CVE Vulnerabilities

CVE-2024-22049

External Control of Assumed-Immutable Web Parameter

Published: Jan 04, 2024 | Modified: Nov 21, 2024
CVSS 3.x
5.3
MEDIUM
Source:
NVD
CVSS:3.1/AV:N/AC:L/PR:N/UI:N/S:U/C:N/I:L/A:N
CVSS 2.x
RedHat/V2
RedHat/V3
Ubuntu
MEDIUM

httparty before 0.21.0 is vulnerable to an assumed-immutable web parameter vulnerability. A remote and unauthenticated attacker can provide a crafted filename parameter during multipart/form-data uploads which could result in attacker controlled filenames being written.

Weakness

The web application does not sufficiently verify inputs that are assumed to be immutable but are actually externally controllable, such as hidden form fields.

Affected Software

Name Vendor Start Version End Version
Httparty John_nunemaker * 0.21.0 (excluding)
Ruby-httparty Ubuntu bionic *
Ruby-httparty Ubuntu trusty *
Ruby-httparty Ubuntu upstream *
Ruby-httparty Ubuntu xenial *

Extended Description

If a web product does not properly protect assumed-immutable values from modification in hidden form fields, parameters, cookies, or URLs, this can lead to modification of critical data.
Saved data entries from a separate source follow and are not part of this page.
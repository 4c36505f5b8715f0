use serde::{Deserialize, Serialize};
use std::fmt;

/// Stable identifier of a derived coefficient, e.g. `c17` or `e2`.
#[derive(Debug, Clone, Copy, PartialEq, Eq, Hash, PartialOrd, Ord, Serialize, Deserialize)]
pub enum CoefficientTag {
    C(u8),
    E(u8),
}

impl fmt::Display for CoefficientTag {
    fn fmt(&self, f: &mut fmt::Formatter<'_>) -> fmt::Result {
        match self {
            CoefficientTag::C(index) => write!(f, "c{}", index),
            CoefficientTag::E(index) => write!(f, "e{}", index),
        }
    }
}

/// Scalar coefficients of the linearized longitudinal equations.
///
/// Tags are identifiers, not positions: `c10..=c15` do not exist, and the set of
/// populated tags is [`DerivedCoefficients::C_TAGS`] and [`DerivedCoefficients::E_TAGS`].
/// Angle-carrying coefficients (`c6`, `c7`, `c8`, `c16`, `c19`, `e2`) are scaled per degree.
#[derive(Debug, Clone, Copy, Default, PartialEq, Serialize, Deserialize)]
pub struct DerivedCoefficients {
    /// Pitch damping due to pitch rate.
    pub c1: f64,
    /// Static stability, pitch moment due to angle of attack.
    pub c2: f64,
    /// Elevator pitch moment effectiveness.
    pub c3: f64,
    /// Lift due to angle of attack, flight path rate per rad.
    pub c4: f64,
    /// Pitch damping due to angle of attack rate.
    pub c5: f64,
    pub c6: f64,
    /// Gravity coupling into speed, per degree of pitch.
    pub c7: f64,
    /// Drag change with angle of attack, per degree.
    pub c8: f64,
    /// Lift due to elevator, flight path rate per rad.
    pub c9: f64,
    pub c16: f64,
    /// Static stability shift from the CG offset.
    pub c17: f64,
    /// Elevator effectiveness shift from the CG offset.
    pub c18: f64,
    /// Thrust per unit throttle command.
    pub c19: f64,
    /// Speed damping.
    pub e1: f64,
    /// Lift change with speed.
    pub e2: f64,
    /// Pitch moment change with speed.
    pub e3: f64,
}

impl DerivedCoefficients {
    pub const C_TAGS: [u8; 13] = [1, 2, 3, 4, 5, 6, 7, 8, 9, 16, 17, 18, 19];
    pub const E_TAGS: [u8; 3] = [1, 2, 3];

    pub fn get(&self, tag: CoefficientTag) -> Option<f64> {
        match tag {
            CoefficientTag::C(1) => Some(self.c1),
            CoefficientTag::C(2) => Some(self.c2),
            CoefficientTag::C(3) => Some(self.c3),
            CoefficientTag::C(4) => Some(self.c4),
            CoefficientTag::C(5) => Some(self.c5),
            CoefficientTag::C(6) => Some(self.c6),
            CoefficientTag::C(7) => Some(self.c7),
            CoefficientTag::C(8) => Some(self.c8),
            CoefficientTag::C(9) => Some(self.c9),
            CoefficientTag::C(16) => Some(self.c16),
            CoefficientTag::C(17) => Some(self.c17),
            CoefficientTag::C(18) => Some(self.c18),
            CoefficientTag::C(19) => Some(self.c19),
            CoefficientTag::E(1) => Some(self.e1),
            CoefficientTag::E(2) => Some(self.e2),
            CoefficientTag::E(3) => Some(self.e3),
            _ => None,
        }
    }

    /// All populated coefficients, `c` tags first, in ascending order.
    pub fn iter(&self) -> impl Iterator<Item = (CoefficientTag, f64)> + '_ {
        Self::C_TAGS
            .iter()
            .map(|&i| CoefficientTag::C(i))
            .chain(Self::E_TAGS.iter().map(|&i| CoefficientTag::E(i)))
            .filter_map(move |tag| self.get(tag).map(|value| (tag, value)))
    }
}
// ── Preference sync ──
//
// Loads the bundle from the remote store and local storage, and writes
// every change back to both. Remote failures never reach the caller.

use std::collections::{BTreeMap, BTreeSet};
use std::sync::atomic::{AtomicBool, Ordering};
use std::sync::{Arc, Mutex, PoisonError};

use serde::de::DeserializeOwned;
use serde_json::{Map, Value};
use tokio::runtime::Handle;
use tokio::sync::Mutex as AsyncMutex;
use tokio::task::JoinSet;
use tracing::{debug, warn};

use super::local::LocalStore;
use super::remote::{PreferenceBackend, RemoteBundle};
use crate::model::{EntityId, PreferenceBundle, PreferencePart, Settings, SettingsPatch};
use crate::store::{EntityStore, StoreAction, StoreState};

/// Parts as found in local storage.
#[derive(Debug, Default)]
struct LocalBundle {
    settings: Option<Map<String, Value>>,
    hidden_entities: Option<BTreeSet<EntityId>>,
    hidden_rooms: Option<BTreeSet<String>>,
    custom_names: Option<BTreeMap<EntityId, String>>,
}

impl LocalBundle {
    fn read(local: &dyn LocalStore) -> Self {
        Self {
            settings: read_part(local, PreferencePart::Settings),
            hidden_entities: read_part(local, PreferencePart::HiddenEntities),
            hidden_rooms: read_part(local, PreferencePart::HiddenRooms),
            custom_names: read_part(local, PreferencePart::CustomNames),
        }
    }
}

fn read_part<T: DeserializeOwned>(local: &dyn LocalStore, part: PreferencePart) -> Option<T> {
    let value = local.read(part.as_ref())?;
    match serde_json::from_value(value) {
        Ok(v) => Some(v),
        Err(e) => {
            warn!(%part, error = %e, "ignoring malformed local preference");
            None
        }
    }
}

/// Remote wins per part when present and non-empty.
fn prefer<T: Default>(remote: Option<T>, local: Option<T>, is_empty: impl Fn(&T) -> bool) -> T {
    remote
        .filter(|r| !is_empty(r))
        .or(local)
        .unwrap_or_default()
}

fn merge(local: LocalBundle, remote: Option<RemoteBundle>) -> PreferenceBundle {
    let remote = remote.unwrap_or_default();
    PreferenceBundle {
        settings: Settings::layered([local.settings.as_ref(), remote.settings.as_ref()]),
        hidden_entities: prefer(remote.hidden_entities, local.hidden_entities, BTreeSet::is_empty),
        hidden_rooms: prefer(remote.hidden_rooms, local.hidden_rooms, BTreeSet::is_empty),
        custom_names: prefer(remote.custom_names, local.custom_names, BTreeMap::is_empty),
    }
}

/// One lock per part: pushes of a part run one at a time, in order.
#[derive(Default)]
struct PushLocks {
    settings: AsyncMutex<()>,
    hidden_entities: AsyncMutex<()>,
    hidden_rooms: AsyncMutex<()>,
    custom_names: AsyncMutex<()>,
}

impl PushLocks {
    fn part(&self, part: PreferencePart) -> &AsyncMutex<()> {
        match part {
            PreferencePart::Settings => &self.settings,
            PreferencePart::HiddenEntities => &self.hidden_entities,
            PreferencePart::HiddenRooms => &self.hidden_rooms,
            PreferencePart::CustomNames => &self.custom_names,
        }
    }
}

// ── PreferenceSync ──────────────────────────────────────────────────

pub struct PreferenceSync {
    store: Arc<EntityStore>,
    local: Arc<dyn LocalStore>,
    remote: Option<Arc<dyn PreferenceBackend>>,
    remote_available: AtomicBool,
    pushes: Mutex<JoinSet<()>>,
    push_locks: Arc<PushLocks>,
}

impl PreferenceSync {
    pub fn new(
        store: Arc<EntityStore>,
        local: Arc<dyn LocalStore>,
        remote: Option<Arc<dyn PreferenceBackend>>,
    ) -> Self {
        Self {
            store,
            local,
            remote,
            remote_available: AtomicBool::new(false),
            pushes: Mutex::new(JoinSet::new()),
            push_locks: Arc::new(PushLocks::default()),
        }
    }

    /// Whether the remote store answered at the last `load`.
    pub fn remote_available(&self) -> bool {
        self.remote_available.load(Ordering::Acquire)
    }

    /// Resolve the bundle and publish it to the store in one transition.
    pub async fn load(&self) -> PreferenceBundle {
        let local = LocalBundle::read(self.local.as_ref());

        let remote = match &self.remote {
            Some(remote) if remote.is_available().await => match remote.fetch().await {
                Ok(bundle) => Some(bundle),
                Err(e) => {
                    warn!(error = %e, "remote preferences unreadable, using local copy");
                    None
                }
            },
            Some(_) => {
                debug!("preference store unavailable, using local copy");
                None
            }
            None => None,
        };
        self.remote_available
            .store(remote.is_some(), Ordering::Release);

        let bundle = merge(local, remote);
        self.store
            .dispatch(StoreAction::LoadSyncedBundle(Box::new(bundle.clone())));
        bundle
    }

    // ── Mutations ────────────────────────────────────────────────────
    //
    // Each returns `true` if the bundle changed.

    pub fn hide_entity(&self, entity_id: EntityId) -> bool {
        self.apply(StoreAction::HideEntity(entity_id), PreferencePart::HiddenEntities)
    }

    pub fn show_entity(&self, entity_id: EntityId) -> bool {
        self.apply(StoreAction::ShowEntity(entity_id), PreferencePart::HiddenEntities)
    }

    pub fn hide_room(&self, area_id: impl Into<String>) -> bool {
        self.apply(StoreAction::HideRoom(area_id.into()), PreferencePart::HiddenRooms)
    }

    pub fn show_room(&self, area_id: impl Into<String>) -> bool {
        self.apply(StoreAction::ShowRoom(area_id.into()), PreferencePart::HiddenRooms)
    }

    /// An empty name removes the custom name.
    pub fn set_custom_name(&self, entity_id: EntityId, name: impl Into<String>) -> bool {
        self.apply(
            StoreAction::SetCustomName {
                entity_id,
                name: name.into(),
            },
            PreferencePart::CustomNames,
        )
    }

    pub fn remove_custom_name(&self, entity_id: EntityId) -> bool {
        self.apply(
            StoreAction::RemoveCustomName(entity_id),
            PreferencePart::CustomNames,
        )
    }

    pub fn update_settings(&self, patch: SettingsPatch) -> bool {
        if patch.is_empty() {
            return false;
        }
        self.apply(StoreAction::MergeSettings(patch), PreferencePart::Settings)
    }

    /// Wait for every queued remote push.
    pub async fn flush(&self) {
        let mut pushes = std::mem::take(
            &mut *self.pushes.lock().unwrap_or_else(PoisonError::into_inner),
        );
        while let Some(result) = pushes.join_next().await {
            if let Err(e) = result {
                warn!(error = %e, "preference push task failed");
            }
        }
    }

    fn apply(&self, action: StoreAction, part: PreferencePart) -> bool {
        if !self.store.dispatch(action) {
            return false;
        }
        let state = self.store.snapshot();
        self.save_local(&state, part);
        if self.remote_available() {
            self.push(part);
        }
        true
    }

    fn save_local(&self, state: &StoreState, part: PreferencePart) {
        let value = match part {
            PreferencePart::Settings => serde_json::to_value(state.settings()),
            PreferencePart::HiddenEntities => serde_json::to_value(state.hidden_entities()),
            PreferencePart::HiddenRooms => serde_json::to_value(state.hidden_rooms()),
            PreferencePart::CustomNames => serde_json::to_value(state.custom_names()),
        };
        let result = value
            .map_err(|e| e.to_string())
            .and_then(|v| self.local.write(part.as_ref(), &v).map_err(|e| e.to_string()));
        if let Err(e) = result {
            warn!(%part, error = %e, "failed to save preference locally");
        }
    }

    /// Queue a remote save of `part`.
    ///
    /// The save reads the store once it holds the part's lock, so the last
    /// push to land always carries the newest value.
    fn push(&self, part: PreferencePart) {
        let Some(remote) = self.remote.clone() else {
            return;
        };
        let Ok(handle) = Handle::try_current() else {
            warn!(%part, "no runtime, skipping preference push");
            return;
        };

        let store = Arc::clone(&self.store);
        let locks = Arc::clone(&self.push_locks);
        let task = async move {
            let _turn = locks.part(part).lock().await;
            let state = store.snapshot();
            let result = match part {
                PreferencePart::Settings => remote.save_settings(state.settings()).await,
                PreferencePart::HiddenEntities => {
                    remote.save_hidden_entities(state.hidden_entities()).await
                }
                PreferencePart::HiddenRooms => remote.save_hidden_rooms(state.hidden_rooms()).await,
                PreferencePart::CustomNames => remote.save_custom_names(state.custom_names()).await,
            };
            match result {
                Ok(()) => debug!(%part, "preference pushed"),
                Err(e) => warn!(%part, error = %e, "preference push failed"),
            }
        };

        let mut pushes = self.pushes.lock().unwrap_or_else(PoisonError::into_inner);
        // Drop finished pushes.
        while pushes.try_join_next().is_some() {}
        pushes.spawn_on(task, &handle);
    }
}

#[cfg(test)]
#[allow(clippy::unwrap_used)]
mod tests {
    use super::*;
    use pretty_assertions::assert_eq;
    use serde_json::json;

    #[test]
    fn remote_part_wins_only_when_non_empty() {
        let local = LocalBundle {
            hidden_rooms: Some(BTreeSet::from(["garage".to_string()])),
            custom_names: Some(BTreeMap::from([("light.a".into(), "Lamp".to_string())])),
            ..LocalBundle::default()
        };
        let remote = RemoteBundle {
            hidden_rooms: Some(BTreeSet::new()),
            custom_names: Some(BTreeMap::from([("light.a".into(), "Pendant".to_string())])),
            ..RemoteBundle::default()
        };

        let bundle = merge(local, Some(remote));
        assert_eq!(bundle.hidden_rooms, BTreeSet::from(["garage".to_string()]));
        assert_eq!(bundle.custom_names[&EntityId::from("light.a")], "Pendant");
    }

    #[test]
    fn settings_keep_local_keys_missing_remotely() {
        let local = LocalBundle {
            settings: json!({"refresh_interval": 60, "weather_source": "weather.home"})
                .as_object()
                .cloned(),
            ..LocalBundle::default()
        };
        let remote = RemoteBundle {
            settings: json!({"weather_source": "weather.roof"}).as_object().cloned(),
            ..RemoteBundle::default()
        };

        let settings = merge(local, Some(remote)).settings;
        assert_eq!(settings.refresh_interval, 60);
        assert_eq!(settings.weather_source, "weather.roof");
        assert_eq!(settings.filter_patterns, Settings::default().filter_patterns);
    }

    #[test]
    fn nothing_stored_yields_defaults() {
        assert_eq!(merge(LocalBundle::default(), None), PreferenceBundle::default());
    }
}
Web applications often mistakenly make the assumption that data passed to the client in hidden fields or cookies is not susceptible to tampering. Improper validation of data that are user-controllable can lead to the application processing incorrect, and often malicious, input. For example, custom cookies commonly store session data or persistent data across sessions. This kind of session data is normally involved in security related decisions on the server side, such as user authentication and access control. Thus, the cookies might contain sensitive data such as user credentials and privileges. This is a dangerous practice, as it can often lead to improper reliance on the value of the client-provided cookie by the server side application.

Potential Mitigations

  • Assume all input is malicious. Use an “accept known good” input validation strategy, i.e., use a list of acceptable inputs that strictly conform to specifications. Reject any input that does not strictly conform to specifications, or transform it into something that does.
  • When performing input validation, consider all potentially relevant properties, including length, type of input, the full range of acceptable values, missing or extra inputs, syntax, consistency across related fields, and conformance to business rules. As an example of business rule logic, “boat” may be syntactically valid because it only contains alphanumeric characters, but it is not valid if the input is only expected to contain colors such as “red” or “blue.”
  • Do not rely exclusively on looking for malicious or malformed inputs. This is likely to miss at least one undesirable input, especially if the code’s environment changes. This can give attackers enough room to bypass the intended validation. However, denylists can be useful for detecting potential attacks or determining which inputs are so malformed that they should be rejected outright.